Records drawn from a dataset

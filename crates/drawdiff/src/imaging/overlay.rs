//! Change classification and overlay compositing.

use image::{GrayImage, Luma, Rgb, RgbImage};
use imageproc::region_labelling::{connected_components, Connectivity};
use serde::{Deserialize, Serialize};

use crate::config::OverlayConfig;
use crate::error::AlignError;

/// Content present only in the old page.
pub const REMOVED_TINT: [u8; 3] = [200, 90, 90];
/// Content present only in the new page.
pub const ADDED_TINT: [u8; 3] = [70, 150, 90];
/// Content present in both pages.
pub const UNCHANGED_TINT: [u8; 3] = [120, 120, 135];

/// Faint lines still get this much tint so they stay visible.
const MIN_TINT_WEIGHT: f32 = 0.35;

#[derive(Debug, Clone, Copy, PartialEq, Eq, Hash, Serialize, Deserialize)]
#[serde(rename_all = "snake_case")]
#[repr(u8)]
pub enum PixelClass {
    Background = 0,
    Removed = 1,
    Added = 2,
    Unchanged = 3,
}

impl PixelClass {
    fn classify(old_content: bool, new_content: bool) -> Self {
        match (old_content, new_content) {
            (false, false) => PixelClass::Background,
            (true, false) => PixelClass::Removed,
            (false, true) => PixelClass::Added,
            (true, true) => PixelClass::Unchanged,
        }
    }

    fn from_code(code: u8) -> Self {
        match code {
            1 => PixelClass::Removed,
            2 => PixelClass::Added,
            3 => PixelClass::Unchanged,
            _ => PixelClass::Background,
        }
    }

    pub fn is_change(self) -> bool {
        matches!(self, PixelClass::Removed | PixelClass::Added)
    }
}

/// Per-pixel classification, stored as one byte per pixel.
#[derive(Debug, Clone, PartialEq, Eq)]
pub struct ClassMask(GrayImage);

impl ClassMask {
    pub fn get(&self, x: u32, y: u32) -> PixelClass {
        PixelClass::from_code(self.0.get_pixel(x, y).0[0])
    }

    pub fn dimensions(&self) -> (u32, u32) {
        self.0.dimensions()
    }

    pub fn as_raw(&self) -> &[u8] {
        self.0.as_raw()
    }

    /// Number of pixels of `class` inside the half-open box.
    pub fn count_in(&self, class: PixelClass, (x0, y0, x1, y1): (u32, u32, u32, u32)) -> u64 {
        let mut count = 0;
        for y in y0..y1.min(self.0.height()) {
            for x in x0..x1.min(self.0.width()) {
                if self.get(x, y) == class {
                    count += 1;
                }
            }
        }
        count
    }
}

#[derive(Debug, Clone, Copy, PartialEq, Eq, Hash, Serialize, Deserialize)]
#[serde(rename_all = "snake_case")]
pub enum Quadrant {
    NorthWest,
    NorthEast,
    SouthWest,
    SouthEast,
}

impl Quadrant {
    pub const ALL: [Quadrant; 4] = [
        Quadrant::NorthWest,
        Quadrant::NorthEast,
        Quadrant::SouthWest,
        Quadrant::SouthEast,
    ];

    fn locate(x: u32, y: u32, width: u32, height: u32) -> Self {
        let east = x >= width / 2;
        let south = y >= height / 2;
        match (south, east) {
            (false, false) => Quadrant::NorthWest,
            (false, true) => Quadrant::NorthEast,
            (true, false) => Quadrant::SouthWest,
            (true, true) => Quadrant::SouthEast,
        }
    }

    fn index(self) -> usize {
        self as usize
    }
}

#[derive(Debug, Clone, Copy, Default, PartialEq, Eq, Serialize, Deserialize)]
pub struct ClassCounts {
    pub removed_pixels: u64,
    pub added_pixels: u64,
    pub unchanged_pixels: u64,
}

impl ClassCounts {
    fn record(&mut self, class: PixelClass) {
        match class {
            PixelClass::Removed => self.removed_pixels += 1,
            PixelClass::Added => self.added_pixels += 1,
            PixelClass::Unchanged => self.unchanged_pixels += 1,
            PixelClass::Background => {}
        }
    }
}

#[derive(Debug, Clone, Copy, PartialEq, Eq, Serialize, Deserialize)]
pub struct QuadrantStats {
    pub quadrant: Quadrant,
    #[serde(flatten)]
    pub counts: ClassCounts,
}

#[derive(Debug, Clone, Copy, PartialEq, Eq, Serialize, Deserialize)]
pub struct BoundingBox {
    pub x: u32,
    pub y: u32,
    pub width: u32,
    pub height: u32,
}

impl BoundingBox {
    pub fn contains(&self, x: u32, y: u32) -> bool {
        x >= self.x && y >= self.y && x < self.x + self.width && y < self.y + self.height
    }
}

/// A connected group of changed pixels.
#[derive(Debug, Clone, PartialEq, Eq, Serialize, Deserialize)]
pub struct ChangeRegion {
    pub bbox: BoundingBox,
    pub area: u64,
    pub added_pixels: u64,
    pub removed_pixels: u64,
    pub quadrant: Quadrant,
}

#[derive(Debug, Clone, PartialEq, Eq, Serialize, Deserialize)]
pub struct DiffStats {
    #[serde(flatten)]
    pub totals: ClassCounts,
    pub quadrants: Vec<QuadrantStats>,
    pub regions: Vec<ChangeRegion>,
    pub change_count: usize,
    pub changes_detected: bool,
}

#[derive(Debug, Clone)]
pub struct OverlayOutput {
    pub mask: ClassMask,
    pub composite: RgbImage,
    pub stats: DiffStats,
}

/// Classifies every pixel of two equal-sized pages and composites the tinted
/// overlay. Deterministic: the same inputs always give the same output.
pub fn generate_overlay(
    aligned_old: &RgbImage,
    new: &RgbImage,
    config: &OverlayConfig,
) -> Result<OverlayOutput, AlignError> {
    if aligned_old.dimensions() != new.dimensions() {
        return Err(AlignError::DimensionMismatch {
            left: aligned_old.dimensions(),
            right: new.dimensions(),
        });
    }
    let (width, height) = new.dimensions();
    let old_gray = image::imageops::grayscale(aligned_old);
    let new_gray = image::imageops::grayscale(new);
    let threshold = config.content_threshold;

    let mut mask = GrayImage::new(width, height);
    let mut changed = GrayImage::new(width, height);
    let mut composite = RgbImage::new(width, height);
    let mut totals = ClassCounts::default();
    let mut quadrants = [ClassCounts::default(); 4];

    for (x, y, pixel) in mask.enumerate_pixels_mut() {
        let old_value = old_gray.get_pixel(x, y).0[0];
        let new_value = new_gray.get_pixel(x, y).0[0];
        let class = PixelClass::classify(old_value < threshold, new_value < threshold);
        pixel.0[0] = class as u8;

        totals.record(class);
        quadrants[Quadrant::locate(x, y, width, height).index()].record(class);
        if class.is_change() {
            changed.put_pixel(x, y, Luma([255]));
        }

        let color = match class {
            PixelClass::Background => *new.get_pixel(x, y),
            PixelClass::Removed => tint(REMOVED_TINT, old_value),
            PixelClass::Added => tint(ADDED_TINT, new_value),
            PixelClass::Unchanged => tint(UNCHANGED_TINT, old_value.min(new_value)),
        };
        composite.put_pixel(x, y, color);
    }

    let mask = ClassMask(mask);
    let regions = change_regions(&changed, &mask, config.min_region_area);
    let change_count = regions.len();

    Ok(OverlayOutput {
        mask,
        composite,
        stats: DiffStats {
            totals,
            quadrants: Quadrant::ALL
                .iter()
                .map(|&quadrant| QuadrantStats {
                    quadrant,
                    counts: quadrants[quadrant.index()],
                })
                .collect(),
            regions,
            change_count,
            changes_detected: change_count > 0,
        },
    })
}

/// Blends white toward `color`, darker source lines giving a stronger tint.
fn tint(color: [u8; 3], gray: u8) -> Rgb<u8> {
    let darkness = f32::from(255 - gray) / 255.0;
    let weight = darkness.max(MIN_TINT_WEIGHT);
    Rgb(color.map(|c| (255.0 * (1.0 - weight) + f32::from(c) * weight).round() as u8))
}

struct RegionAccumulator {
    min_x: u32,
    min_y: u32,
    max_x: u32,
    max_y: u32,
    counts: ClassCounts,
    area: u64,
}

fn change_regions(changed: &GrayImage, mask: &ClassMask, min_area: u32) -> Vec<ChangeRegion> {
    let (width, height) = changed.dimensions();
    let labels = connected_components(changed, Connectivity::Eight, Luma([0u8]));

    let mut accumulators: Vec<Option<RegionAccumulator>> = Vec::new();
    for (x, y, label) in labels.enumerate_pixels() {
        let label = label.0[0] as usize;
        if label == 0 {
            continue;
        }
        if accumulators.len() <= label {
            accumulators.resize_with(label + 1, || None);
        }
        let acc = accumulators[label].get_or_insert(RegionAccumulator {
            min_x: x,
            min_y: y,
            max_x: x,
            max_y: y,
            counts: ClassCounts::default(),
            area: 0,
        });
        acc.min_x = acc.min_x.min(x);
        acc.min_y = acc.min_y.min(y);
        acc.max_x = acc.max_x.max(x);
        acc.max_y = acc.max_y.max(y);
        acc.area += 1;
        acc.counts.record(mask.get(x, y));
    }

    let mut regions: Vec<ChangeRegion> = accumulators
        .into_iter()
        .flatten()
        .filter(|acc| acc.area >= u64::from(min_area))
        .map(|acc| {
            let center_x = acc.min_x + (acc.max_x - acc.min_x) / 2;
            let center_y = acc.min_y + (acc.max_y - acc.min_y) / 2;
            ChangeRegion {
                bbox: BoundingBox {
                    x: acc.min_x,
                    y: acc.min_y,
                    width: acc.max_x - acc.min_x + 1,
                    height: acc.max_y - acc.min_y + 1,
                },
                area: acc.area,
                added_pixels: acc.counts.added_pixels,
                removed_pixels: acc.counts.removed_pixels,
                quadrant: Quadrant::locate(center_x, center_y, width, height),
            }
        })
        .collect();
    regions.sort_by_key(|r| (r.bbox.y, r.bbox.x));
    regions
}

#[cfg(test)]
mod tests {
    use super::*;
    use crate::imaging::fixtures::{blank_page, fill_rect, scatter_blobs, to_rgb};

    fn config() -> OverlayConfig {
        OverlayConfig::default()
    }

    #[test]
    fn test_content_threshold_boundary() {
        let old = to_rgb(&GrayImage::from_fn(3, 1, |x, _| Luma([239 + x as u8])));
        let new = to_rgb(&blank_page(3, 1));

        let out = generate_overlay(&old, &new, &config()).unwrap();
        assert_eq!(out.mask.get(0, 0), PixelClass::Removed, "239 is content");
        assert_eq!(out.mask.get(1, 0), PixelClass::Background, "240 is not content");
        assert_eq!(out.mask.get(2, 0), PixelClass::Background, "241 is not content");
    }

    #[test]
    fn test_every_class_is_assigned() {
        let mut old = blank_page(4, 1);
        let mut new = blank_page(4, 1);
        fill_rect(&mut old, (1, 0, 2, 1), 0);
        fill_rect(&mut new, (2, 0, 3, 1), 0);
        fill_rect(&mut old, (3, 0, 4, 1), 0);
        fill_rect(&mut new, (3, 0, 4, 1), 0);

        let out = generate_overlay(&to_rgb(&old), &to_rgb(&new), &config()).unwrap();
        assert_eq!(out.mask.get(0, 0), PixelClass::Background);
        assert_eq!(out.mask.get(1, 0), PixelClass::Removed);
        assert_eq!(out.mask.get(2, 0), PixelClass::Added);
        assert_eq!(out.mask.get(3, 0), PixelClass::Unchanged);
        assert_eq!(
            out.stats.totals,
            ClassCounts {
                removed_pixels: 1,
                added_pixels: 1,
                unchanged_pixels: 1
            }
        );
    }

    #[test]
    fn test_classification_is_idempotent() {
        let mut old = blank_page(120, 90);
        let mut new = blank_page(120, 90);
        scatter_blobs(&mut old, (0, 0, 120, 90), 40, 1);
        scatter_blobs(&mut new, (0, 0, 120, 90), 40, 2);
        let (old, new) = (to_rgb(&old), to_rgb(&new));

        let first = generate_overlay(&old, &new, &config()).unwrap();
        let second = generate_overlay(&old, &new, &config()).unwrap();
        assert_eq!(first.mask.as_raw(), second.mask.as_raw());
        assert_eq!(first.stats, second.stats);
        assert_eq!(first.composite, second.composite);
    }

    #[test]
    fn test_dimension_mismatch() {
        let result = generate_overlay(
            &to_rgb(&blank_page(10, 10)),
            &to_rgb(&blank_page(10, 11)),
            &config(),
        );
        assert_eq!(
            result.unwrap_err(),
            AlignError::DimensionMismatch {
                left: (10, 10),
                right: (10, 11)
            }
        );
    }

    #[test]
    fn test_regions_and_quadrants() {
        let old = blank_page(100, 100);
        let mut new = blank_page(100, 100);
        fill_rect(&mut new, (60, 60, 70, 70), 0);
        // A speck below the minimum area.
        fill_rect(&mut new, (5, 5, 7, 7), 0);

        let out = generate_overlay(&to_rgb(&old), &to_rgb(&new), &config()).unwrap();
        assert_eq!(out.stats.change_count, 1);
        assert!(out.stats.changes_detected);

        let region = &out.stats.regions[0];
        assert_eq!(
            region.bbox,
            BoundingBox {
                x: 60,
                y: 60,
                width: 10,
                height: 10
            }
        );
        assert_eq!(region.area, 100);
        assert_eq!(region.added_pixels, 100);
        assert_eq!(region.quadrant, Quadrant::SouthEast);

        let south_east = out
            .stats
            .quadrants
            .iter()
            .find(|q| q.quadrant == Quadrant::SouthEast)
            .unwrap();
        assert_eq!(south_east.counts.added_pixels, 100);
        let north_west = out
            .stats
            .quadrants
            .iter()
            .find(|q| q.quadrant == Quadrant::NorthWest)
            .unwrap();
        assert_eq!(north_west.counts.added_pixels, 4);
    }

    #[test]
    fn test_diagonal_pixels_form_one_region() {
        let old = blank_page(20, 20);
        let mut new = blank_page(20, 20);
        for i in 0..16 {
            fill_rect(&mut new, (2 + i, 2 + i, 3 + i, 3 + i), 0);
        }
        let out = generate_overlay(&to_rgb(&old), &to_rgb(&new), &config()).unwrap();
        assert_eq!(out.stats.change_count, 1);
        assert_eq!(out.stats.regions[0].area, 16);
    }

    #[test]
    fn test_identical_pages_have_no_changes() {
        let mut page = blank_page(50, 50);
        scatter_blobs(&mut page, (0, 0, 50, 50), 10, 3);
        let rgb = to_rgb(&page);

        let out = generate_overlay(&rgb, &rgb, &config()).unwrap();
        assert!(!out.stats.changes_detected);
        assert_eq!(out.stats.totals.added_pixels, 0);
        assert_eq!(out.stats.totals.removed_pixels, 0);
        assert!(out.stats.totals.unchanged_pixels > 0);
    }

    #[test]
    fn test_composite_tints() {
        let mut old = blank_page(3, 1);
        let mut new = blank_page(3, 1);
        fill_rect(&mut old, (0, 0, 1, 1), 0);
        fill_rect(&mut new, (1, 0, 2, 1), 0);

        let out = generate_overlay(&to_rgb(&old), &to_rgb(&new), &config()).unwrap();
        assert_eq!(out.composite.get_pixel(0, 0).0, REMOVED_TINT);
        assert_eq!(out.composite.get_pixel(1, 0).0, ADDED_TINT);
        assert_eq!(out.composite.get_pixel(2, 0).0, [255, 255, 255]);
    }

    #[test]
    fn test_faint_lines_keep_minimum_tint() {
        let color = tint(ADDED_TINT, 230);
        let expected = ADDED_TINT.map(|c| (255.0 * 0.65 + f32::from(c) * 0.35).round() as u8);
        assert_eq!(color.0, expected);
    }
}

*Goal of the exercise:* When a line in the data contains "RgbImage", return it as written.

*Solution for this task:*
use image::{GrayImage, Luma, Rgb, RgbImage};
    pub composite: RgbImage,
    aligned_old: &RgbImage,
    new: &RgbImage,
    let mut composite = RgbImage::new(width, height);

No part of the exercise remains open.